- HOW TO COMPLETE THIS TASK -
Retype all of the data. Every line must match exactly.

- Extracted records -
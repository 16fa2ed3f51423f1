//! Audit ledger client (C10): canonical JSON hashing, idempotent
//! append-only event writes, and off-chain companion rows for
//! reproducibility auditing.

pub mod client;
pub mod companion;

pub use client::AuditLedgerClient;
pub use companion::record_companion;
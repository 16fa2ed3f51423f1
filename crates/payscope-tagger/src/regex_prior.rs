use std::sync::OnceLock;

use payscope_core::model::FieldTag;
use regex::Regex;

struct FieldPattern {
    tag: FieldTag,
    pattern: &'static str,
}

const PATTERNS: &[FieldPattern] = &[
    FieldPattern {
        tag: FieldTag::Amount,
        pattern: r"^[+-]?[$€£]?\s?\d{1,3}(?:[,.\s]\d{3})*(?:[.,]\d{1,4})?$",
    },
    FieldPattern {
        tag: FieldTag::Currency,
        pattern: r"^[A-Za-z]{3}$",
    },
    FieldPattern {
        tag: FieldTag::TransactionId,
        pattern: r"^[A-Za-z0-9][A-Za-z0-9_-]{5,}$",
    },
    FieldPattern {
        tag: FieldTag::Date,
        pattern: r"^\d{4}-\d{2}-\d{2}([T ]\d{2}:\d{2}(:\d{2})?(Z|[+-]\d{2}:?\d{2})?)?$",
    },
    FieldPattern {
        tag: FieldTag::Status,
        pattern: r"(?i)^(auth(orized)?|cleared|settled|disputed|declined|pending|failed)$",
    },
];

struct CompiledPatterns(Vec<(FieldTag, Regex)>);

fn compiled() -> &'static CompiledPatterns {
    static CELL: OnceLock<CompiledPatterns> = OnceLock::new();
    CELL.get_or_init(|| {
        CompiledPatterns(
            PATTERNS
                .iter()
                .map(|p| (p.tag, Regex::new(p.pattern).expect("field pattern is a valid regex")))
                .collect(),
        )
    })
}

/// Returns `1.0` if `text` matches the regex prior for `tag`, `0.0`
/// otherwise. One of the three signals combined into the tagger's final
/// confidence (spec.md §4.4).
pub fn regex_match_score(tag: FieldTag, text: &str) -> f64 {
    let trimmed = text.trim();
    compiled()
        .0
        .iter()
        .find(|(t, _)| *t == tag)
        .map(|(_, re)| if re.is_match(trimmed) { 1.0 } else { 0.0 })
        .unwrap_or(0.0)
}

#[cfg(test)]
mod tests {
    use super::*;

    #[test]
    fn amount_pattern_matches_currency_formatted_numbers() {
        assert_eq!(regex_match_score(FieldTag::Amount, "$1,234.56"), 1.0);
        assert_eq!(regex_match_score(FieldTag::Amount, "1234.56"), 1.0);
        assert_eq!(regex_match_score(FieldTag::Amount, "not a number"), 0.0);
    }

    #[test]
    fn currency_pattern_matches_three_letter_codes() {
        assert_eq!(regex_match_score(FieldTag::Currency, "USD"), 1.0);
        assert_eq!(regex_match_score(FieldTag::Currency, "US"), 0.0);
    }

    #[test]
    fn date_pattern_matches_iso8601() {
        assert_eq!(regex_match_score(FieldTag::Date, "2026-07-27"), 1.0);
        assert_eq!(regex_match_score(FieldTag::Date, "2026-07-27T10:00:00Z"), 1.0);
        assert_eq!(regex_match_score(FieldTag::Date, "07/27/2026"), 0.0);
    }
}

- RESPONSE -
repository 16fa2ed3f51423f1
//! Audit ledger client (C10): canonical JSON hashing, idempotent
//! append-only event writes, and off-chain companion rows for
//! reproducibility auditing.

pub mod client;
pub mod companion;

pub use client::AuditLedgerClient;
pub use companion::record_companion;
repository 16fa2ed3f51423f1
filename crates/payscope-tagger/src/regex_prior.rs
use std::sync::OnceLock;

use payscope_core::model::FieldTag;
use regex::Regex;

struct FieldPattern {
    tag: FieldTag,
    pattern: &'static str,
}

const PATTERNS: &[FieldPattern] = &[
    FieldPattern {
        tag: FieldTag::Amount,
        pattern: r"^[+-]?[$€£]?\s?\d{1,3}(?:[,.\s]\d{3})*(?:[.,]\d{1,4})?$",
    },
    FieldPattern {
        tag: FieldTag::Currency,
        pattern: r"^[A-Za-z]{3}$",
    },
    FieldPattern {
        tag: FieldTag::TransactionId,
        pattern: r"^[A-Za-z0-9][A-Za-z0-9_-]{5,}$",
    },
    FieldPattern {
        tag: FieldTag::Date,
        pattern: r"^\d{4}-\d{2}-\d{2}([T ]\d{2}:\d{2}(:\d{2})?(Z|[+-]\d{2}:?\d{2})?)?$",
    },
    FieldPattern {
        tag: FieldTag::Status,
        pattern: r"(?i)^(auth(orized)?|cleared|settled|disputed|declined|pending|failed)$",
    },
];

struct CompiledPatterns(Vec<(FieldTag, Regex)>);

fn compiled() -> &'static CompiledPatterns {
    static CELL: OnceLock<CompiledPatterns> = OnceLock::new();
    CELL.get_or_init(|| {
        CompiledPatterns(
            PATTERNS
                .iter()
                .map(|p| (p.tag, Regex::new(p.pattern).expect("field pattern is a valid regex")))
                .collect(),
        )
    })
}

/// Returns `1.0` if `text` matches the regex prior for `tag`, `0.0`
/// otherwise. One of the three signals combined into the tagger's final
/// confidence (spec.md §4.4).
pub fn regex_match_score(tag: FieldTag, text: &str) -> f64 {
    let trimmed = text.trim();
    compiled()
        .0
        .iter()
        .find(|(t, _)| *t == tag)
        .map(|(_, re)| if re.is_match(trimmed) { 1.0 } else { 0.0 })
        .unwrap_or(0.0)
}

#[cfg(test)]
mod tests {
    use super::*;

    #[test]
    fn amount_pattern_matches_currency_formatted_numbers() {
        assert_eq!(regex_match_score(FieldTag::Amount, "$1,234.56"), 1.0);
        assert_eq!(regex_match_score(FieldTag::Amount, "1234.56"), 1.0);
        assert_eq!(regex_match_score(FieldTag::Amount, "not a number"), 0.0);
    }

    #[test]
    fn currency_pattern_matches_three_letter_codes() {
        assert_eq!(regex_match_score(FieldTag::Currency, "USD"), 1.0);
        assert_eq!(regex_match_score(FieldTag::Currency, "US"), 0.0);
    }

    #[test]
    fn date_pattern_matches_iso8601() {
        assert_eq!(regex_match_score(FieldTag::Date, "2026-07-27"), 1.0);
        assert_eq!(regex_match_score(FieldTag::Date, "2026-07-27T10:00:00Z"), 1.0);
        assert_eq!(regex_match_score(FieldTag::Date, "07/27/2026"), 0.0);
    }
}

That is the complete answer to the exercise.